» Aim of the task: Scan the data below and give the number of lines that include the word "InactiveAccount", with no other words.

» Data for this task:
----------------
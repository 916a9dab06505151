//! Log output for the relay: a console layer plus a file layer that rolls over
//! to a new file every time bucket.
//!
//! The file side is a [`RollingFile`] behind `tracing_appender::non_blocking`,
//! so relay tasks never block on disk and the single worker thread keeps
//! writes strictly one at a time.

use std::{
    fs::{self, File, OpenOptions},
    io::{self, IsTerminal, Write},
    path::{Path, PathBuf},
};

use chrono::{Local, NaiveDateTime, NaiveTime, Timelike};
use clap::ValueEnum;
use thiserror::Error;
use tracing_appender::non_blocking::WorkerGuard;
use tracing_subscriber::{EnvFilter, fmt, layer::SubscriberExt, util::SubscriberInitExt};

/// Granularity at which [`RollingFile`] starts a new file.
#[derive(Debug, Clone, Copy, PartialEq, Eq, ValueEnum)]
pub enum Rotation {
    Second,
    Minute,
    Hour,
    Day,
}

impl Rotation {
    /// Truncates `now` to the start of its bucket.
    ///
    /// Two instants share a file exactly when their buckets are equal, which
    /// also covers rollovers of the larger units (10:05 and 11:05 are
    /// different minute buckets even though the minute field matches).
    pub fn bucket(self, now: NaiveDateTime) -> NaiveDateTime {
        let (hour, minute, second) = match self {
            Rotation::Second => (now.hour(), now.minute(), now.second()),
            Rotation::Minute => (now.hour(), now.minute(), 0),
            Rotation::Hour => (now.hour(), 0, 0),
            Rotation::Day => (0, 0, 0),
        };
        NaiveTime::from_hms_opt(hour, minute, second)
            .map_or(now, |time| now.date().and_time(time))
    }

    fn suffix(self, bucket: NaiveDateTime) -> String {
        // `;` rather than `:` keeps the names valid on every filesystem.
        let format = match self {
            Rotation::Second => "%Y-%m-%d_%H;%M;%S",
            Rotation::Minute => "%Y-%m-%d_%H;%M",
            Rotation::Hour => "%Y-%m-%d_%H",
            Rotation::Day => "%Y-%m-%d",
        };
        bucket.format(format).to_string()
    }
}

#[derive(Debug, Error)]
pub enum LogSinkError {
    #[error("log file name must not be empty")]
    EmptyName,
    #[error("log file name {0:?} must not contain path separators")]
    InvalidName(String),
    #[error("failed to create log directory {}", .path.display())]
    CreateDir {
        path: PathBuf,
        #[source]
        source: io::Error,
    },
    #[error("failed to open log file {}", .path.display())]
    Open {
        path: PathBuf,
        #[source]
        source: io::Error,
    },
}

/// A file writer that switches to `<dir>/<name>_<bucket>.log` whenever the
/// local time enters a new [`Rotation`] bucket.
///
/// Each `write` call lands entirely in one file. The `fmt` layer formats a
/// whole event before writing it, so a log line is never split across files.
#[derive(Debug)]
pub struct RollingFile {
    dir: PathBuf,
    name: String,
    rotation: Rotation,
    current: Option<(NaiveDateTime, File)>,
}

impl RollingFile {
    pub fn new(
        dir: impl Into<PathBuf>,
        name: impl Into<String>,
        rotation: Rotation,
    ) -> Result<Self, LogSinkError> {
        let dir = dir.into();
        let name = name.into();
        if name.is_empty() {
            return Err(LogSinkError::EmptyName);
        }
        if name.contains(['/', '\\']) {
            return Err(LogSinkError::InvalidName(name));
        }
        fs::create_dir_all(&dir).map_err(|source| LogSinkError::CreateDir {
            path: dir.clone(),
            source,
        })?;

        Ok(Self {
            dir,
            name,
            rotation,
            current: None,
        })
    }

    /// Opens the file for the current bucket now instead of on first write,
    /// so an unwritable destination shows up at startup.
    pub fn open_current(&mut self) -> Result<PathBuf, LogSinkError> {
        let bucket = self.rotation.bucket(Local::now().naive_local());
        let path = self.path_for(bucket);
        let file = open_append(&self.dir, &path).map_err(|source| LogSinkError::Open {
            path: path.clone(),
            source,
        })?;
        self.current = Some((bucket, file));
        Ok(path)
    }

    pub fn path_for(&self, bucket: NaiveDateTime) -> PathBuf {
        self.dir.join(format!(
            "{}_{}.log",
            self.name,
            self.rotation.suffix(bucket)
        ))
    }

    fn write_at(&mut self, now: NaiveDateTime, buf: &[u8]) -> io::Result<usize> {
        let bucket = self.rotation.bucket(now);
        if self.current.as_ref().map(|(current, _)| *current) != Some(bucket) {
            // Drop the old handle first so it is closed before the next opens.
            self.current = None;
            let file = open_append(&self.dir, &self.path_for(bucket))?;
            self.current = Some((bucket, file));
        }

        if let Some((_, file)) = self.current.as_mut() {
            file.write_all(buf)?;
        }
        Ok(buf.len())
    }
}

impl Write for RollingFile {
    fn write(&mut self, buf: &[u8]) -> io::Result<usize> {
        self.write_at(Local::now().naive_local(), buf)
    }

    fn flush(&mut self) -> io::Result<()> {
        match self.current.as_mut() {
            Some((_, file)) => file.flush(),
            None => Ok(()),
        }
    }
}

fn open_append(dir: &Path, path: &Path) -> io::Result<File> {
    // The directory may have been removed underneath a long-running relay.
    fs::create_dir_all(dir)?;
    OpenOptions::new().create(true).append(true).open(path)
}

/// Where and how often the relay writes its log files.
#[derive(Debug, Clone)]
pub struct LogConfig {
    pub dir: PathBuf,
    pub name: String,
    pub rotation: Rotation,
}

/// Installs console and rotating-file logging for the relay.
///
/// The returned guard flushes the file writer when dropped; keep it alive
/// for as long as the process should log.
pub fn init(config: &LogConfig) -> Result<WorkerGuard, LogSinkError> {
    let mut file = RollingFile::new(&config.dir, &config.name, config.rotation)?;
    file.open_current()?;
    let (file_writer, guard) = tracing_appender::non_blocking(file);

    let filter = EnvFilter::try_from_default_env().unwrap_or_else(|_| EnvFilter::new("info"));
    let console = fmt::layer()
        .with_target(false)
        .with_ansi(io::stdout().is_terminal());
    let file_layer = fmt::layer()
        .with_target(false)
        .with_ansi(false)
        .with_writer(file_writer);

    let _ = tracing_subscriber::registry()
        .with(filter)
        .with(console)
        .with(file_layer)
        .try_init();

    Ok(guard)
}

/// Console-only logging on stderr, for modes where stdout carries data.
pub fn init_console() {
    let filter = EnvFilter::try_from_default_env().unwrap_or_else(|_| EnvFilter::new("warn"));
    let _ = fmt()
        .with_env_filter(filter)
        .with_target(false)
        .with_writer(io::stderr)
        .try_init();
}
----------------
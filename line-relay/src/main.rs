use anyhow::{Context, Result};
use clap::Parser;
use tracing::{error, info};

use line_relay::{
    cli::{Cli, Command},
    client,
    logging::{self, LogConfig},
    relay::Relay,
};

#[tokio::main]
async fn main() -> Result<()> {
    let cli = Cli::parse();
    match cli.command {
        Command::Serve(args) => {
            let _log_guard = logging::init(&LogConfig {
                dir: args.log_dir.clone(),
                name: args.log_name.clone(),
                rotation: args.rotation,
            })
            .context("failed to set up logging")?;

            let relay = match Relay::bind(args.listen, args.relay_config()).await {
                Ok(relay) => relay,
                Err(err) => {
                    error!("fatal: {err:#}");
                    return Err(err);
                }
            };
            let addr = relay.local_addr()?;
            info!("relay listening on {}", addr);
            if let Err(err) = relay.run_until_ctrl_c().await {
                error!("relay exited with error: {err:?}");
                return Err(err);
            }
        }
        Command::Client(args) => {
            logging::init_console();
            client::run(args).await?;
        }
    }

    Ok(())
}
----------------
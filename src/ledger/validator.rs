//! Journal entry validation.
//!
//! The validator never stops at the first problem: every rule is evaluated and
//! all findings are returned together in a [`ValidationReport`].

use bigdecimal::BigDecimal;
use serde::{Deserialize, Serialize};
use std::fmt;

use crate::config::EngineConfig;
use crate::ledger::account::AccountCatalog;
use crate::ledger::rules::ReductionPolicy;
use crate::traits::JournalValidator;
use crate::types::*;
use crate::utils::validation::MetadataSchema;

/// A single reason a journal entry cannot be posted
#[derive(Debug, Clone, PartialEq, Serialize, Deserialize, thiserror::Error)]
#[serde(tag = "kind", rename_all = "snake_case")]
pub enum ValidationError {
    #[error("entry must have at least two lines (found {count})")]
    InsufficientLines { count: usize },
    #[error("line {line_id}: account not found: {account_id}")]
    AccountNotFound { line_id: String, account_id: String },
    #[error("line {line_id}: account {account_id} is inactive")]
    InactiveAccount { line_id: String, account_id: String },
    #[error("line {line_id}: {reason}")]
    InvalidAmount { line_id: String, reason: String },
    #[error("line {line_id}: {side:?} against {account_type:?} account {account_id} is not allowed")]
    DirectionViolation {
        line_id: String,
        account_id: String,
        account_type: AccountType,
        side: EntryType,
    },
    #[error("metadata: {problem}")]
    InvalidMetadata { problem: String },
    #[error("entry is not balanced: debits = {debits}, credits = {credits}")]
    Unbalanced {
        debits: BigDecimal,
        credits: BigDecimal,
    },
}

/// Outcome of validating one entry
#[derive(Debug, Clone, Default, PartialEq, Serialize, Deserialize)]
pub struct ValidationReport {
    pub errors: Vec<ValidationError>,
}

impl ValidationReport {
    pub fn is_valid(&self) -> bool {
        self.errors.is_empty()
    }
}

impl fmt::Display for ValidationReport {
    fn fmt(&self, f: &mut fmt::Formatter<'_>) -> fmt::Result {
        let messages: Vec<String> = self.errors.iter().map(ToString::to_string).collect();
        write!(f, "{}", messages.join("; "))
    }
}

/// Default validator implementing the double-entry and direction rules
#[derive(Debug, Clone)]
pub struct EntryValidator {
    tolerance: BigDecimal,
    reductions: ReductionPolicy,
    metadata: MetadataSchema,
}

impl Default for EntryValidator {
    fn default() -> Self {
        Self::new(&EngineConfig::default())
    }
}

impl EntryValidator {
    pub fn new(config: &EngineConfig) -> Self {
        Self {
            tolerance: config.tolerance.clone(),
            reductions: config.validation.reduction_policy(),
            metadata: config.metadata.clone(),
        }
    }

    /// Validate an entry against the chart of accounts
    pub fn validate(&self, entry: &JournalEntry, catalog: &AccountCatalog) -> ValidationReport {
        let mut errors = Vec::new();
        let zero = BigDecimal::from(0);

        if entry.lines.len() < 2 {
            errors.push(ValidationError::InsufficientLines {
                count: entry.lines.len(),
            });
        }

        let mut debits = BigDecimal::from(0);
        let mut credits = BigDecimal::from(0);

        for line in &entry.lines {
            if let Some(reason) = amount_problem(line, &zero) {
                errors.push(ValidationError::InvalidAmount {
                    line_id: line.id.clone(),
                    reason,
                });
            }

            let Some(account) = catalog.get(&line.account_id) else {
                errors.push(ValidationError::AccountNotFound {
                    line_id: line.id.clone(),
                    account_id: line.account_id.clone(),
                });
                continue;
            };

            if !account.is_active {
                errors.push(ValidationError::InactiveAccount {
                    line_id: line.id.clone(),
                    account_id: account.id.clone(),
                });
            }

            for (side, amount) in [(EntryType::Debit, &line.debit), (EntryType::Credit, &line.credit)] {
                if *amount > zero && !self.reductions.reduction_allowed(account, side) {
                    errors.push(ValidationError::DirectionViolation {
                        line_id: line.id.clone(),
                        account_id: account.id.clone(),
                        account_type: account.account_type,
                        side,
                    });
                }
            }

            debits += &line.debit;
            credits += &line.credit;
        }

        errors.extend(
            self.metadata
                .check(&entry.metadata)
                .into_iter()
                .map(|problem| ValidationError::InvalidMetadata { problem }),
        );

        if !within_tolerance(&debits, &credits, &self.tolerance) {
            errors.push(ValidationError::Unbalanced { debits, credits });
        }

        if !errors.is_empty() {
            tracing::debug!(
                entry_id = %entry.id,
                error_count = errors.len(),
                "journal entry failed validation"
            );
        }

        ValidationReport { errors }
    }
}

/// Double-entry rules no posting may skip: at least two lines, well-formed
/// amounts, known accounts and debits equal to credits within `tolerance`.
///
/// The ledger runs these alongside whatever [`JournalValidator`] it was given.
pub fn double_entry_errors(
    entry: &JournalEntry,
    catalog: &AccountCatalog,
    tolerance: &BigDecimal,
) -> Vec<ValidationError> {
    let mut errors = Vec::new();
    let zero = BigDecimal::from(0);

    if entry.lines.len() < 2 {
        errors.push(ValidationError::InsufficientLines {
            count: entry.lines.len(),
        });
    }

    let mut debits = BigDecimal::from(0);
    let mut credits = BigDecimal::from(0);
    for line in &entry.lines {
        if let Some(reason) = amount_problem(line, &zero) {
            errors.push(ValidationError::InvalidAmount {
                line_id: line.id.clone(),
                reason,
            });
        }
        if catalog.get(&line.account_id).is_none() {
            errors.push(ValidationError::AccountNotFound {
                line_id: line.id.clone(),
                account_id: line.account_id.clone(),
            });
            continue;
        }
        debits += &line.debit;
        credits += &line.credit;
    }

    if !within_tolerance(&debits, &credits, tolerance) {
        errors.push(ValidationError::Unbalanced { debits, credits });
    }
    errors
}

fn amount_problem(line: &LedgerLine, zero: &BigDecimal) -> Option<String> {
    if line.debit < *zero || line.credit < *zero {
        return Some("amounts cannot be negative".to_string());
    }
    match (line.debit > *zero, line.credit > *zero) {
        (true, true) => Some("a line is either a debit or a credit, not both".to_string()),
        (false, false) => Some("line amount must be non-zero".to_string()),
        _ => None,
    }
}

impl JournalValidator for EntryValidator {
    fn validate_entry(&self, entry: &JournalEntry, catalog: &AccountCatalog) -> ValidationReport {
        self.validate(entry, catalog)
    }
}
----------------
» Task output: 2